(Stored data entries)
□ □ □ □ □ □ □

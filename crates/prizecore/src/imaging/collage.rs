//! Grid collage of fixed-size tiles.

use image::imageops::{self, FilterType};
use image::{DynamicImage, RgbImage};

use crate::core::config::imaging::TILE_SIZE;

/// Grid shape for `count` tiles: `(columns, rows)`.
///
/// Columns are `floor(sqrt(count))` (at least one) and rows are whatever is
/// needed to fit the rest, so 5 tiles give 2 columns by 3 rows.
pub fn grid_dimensions(count: usize) -> (u32, u32) {
    let columns = ((count as f64).sqrt().floor() as u32).max(1);
    let rows = (count as u32).div_ceil(columns);
    (columns, rows)
}

/// Builds a collage with the default tile size.
pub fn build_collage(images: &[DynamicImage]) -> Option<RgbImage> {
    build_collage_with_tile(images, TILE_SIZE)
}

/// Resizes every image to a `tile`×`tile` square (aspect ratio discarded) and
/// lays the tiles out row-major in input order on a black canvas.
///
/// Returns `None` for an empty input. Trailing cells of the last row stay black.
pub fn build_collage_with_tile(images: &[DynamicImage], tile: u32) -> Option<RgbImage> {
    if images.is_empty() || tile == 0 {
        return None;
    }

    let (columns, rows) = grid_dimensions(images.len());
    let mut canvas = RgbImage::new(columns * tile, rows * tile);

    for (index, image) in images.iter().enumerate() {
        let index = index as u32;
        let row = index / columns;
        let col = index % columns;
        let resized = imageops::resize(&image.to_rgb8(), tile, tile, FilterType::Triangle);
        imageops::replace(&mut canvas, &resized, i64::from(col * tile), i64::from(row * tile));
    }

    Some(canvas)
}

#[cfg(test)]
mod tests {
    use super::*;
    use image::Rgb;
    use pretty_assertions::assert_eq;

    fn solid(width: u32, height: u32, color: [u8; 3]) -> DynamicImage {
        DynamicImage::ImageRgb8(RgbImage::from_pixel(width, height, Rgb(color)))
    }

    #[test]
    fn grid_dimensions_follow_square_root() {
        assert_eq!(grid_dimensions(0), (1, 0));
        assert_eq!(grid_dimensions(1), (1, 1));
        assert_eq!(grid_dimensions(2), (1, 2));
        assert_eq!(grid_dimensions(4), (2, 2));
        assert_eq!(grid_dimensions(5), (2, 3));
        assert_eq!(grid_dimensions(9), (3, 3));
        assert_eq!(grid_dimensions(10), (3, 4));
    }

    #[test]
    fn empty_input_gives_no_collage() {
        assert!(build_collage(&[]).is_none());
    }

    #[test]
    fn single_image_fills_one_tile() {
        let collage = build_collage(&[solid(640, 480, [10, 20, 30])]).unwrap();
        assert_eq!(collage.dimensions(), (TILE_SIZE, TILE_SIZE));
        assert_eq!(*collage.get_pixel(TILE_SIZE / 2, TILE_SIZE / 2), Rgb([10, 20, 30]));
    }

    #[test]
    fn five_images_leave_sixth_cell_blank() {
        let colors = [
            [255, 0, 0],
            [0, 255, 0],
            [0, 0, 255],
            [255, 255, 0],
            [0, 255, 255],
        ];
        let images: Vec<DynamicImage> = colors.iter().map(|c| solid(50, 50, *c)).collect();

        let collage = build_collage_with_tile(&images, 20).unwrap();
        assert_eq!(collage.dimensions(), (2 * 20, 3 * 20));

        // Row-major placement: cell i sits at (i % 2, i / 2)
        for (i, color) in colors.iter().enumerate() {
            let x = (i as u32 % 2) * 20 + 10;
            let y = (i as u32 / 2) * 20 + 10;
            assert_eq!(*collage.get_pixel(x, y), Rgb(*color), "cell {i}");
        }
        assert_eq!(*collage.get_pixel(30, 50), Rgb([0, 0, 0]), "sixth cell must stay blank");
    }

    #[test]
    fn aspect_ratio_is_discarded() {
        let wide = solid(300, 30, [200, 100, 50]);
        let collage = build_collage_with_tile(&[wide], 16).unwrap();
        assert_eq!(collage.dimensions(), (16, 16));
        assert_eq!(*collage.get_pixel(0, 15), Rgb([200, 100, 50]));
    }
}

□ □ □ □ □ □ □

■ **WHAT IS REQUIRED**:
Copy the records above exactly.

■ **REPLY**:
filename crates/prizecore/src/imaging/collage.rs
//! Grid collage of fixed-size tiles.

use image::imageops::{self, FilterType};
use image::{DynamicImage, RgbImage};

use crate::core::config::imaging::TILE_SIZE;

/// Grid shape for `count` tiles: `(columns, rows)`.
///
/// Columns are `floor(sqrt(count))` (at least one) and rows are whatever is
/// needed to fit the rest, so 5 tiles give 2 columns by 3 rows.
pub fn grid_dimensions(count: usize) -> (u32, u32) {
    let columns = ((count as f64).sqrt().floor() as u32).max(1);
    let rows = (count as u32).div_ceil(columns);
    (columns, rows)
}

/// Builds a collage with the default tile size.
pub fn build_collage(images: &[DynamicImage]) -> Option<RgbImage> {
    build_collage_with_tile(images, TILE_SIZE)
}

/// Resizes every image to a `tile`×`tile` square (aspect ratio discarded) and
/// lays the tiles out row-major in input order on a black canvas.
///
/// Returns `None` for an empty input. Trailing cells of the last row stay black.
pub fn build_collage_with_tile(images: &[DynamicImage], tile: u32) -> Option<RgbImage> {
    if images.is_empty() || tile == 0 {
        return None;
    }

    let (columns, rows) = grid_dimensions(images.len());
    let mut canvas = RgbImage::new(columns * tile, rows * tile);

    for (index, image) in images.iter().enumerate() {
        let index = index as u32;
        let row = index / columns;
        let col = index % columns;
        let resized = imageops::resize(&image.to_rgb8(), tile, tile, FilterType::Triangle);
        imageops::replace(&mut canvas, &resized, i64::from(col * tile), i64::from(row * tile));
    }

    Some(canvas)
}

#[cfg(test)]
mod tests {
    use super::*;
    use image::Rgb;
    use pretty_assertions::assert_eq;

    fn solid(width: u32, height: u32, color: [u8; 3]) -> DynamicImage {
        DynamicImage::ImageRgb8(RgbImage::from_pixel(width, height, Rgb(color)))
    }

    #[test]
    fn grid_dimensions_follow_square_root() {
        assert_eq!(grid_dimensions(0), (1, 0));
        assert_eq!(grid_dimensions(1), (1, 1));
        assert_eq!(grid_dimensions(2), (1, 2));
        assert_eq!(grid_dimensions(4), (2, 2));
        assert_eq!(grid_dimensions(5), (2, 3));
        assert_eq!(grid_dimensions(9), (3, 3));
        assert_eq!(grid_dimensions(10), (3, 4));
    }

    #[test]
    fn empty_input_gives_no_collage() {
        assert!(build_collage(&[]).is_none());
    }

    #[test]
    fn single_image_fills_one_tile() {
        let collage = build_collage(&[solid(640, 480, [10, 20, 30])]).unwrap();
        assert_eq!(collage.dimensions(), (TILE_SIZE, TILE_SIZE));
        assert_eq!(*collage.get_pixel(TILE_SIZE / 2, TILE_SIZE / 2), Rgb([10, 20, 30]));
    }

    #[test]
    fn five_images_leave_sixth_cell_blank() {
        let colors = [
            [255, 0, 0],
            [0, 255, 0],
            [0, 0, 255],
            [255, 255, 0],
            [0, 255, 255],
        ];
        let images: Vec<DynamicImage> = colors.iter().map(|c| solid(50, 50, *c)).collect();

        let collage = build_collage_with_tile(&images, 20).unwrap();
        assert_eq!(collage.dimensions(), (2 * 20, 3 * 20));

        // Row-major placement: cell i sits at (i % 2, i / 2)
        for (i, color) in colors.iter().enumerate() {
            let x = (i as u32 % 2) * 20 + 10;
            let y = (i as u32 / 2) * 20 + 10;
            assert_eq!(*collage.get_pixel(x, y), Rgb(*color), "cell {i}");
        }
        assert_eq!(*collage.get_pixel(30, 50), Rgb([0, 0, 0]), "sixth cell must stay blank");
    }

    #[test]
    fn aspect_ratio_is_discarded() {
        let wide = solid(300, 30, [200, 100, 50]);
        let collage = build_collage_with_tile(&[wide], 16).unwrap();
        assert_eq!(collage.dimensions(), (16, 16));
        assert_eq!(*collage.get_pixel(0, 15), Rgb([200, 100, 50]));
    }
}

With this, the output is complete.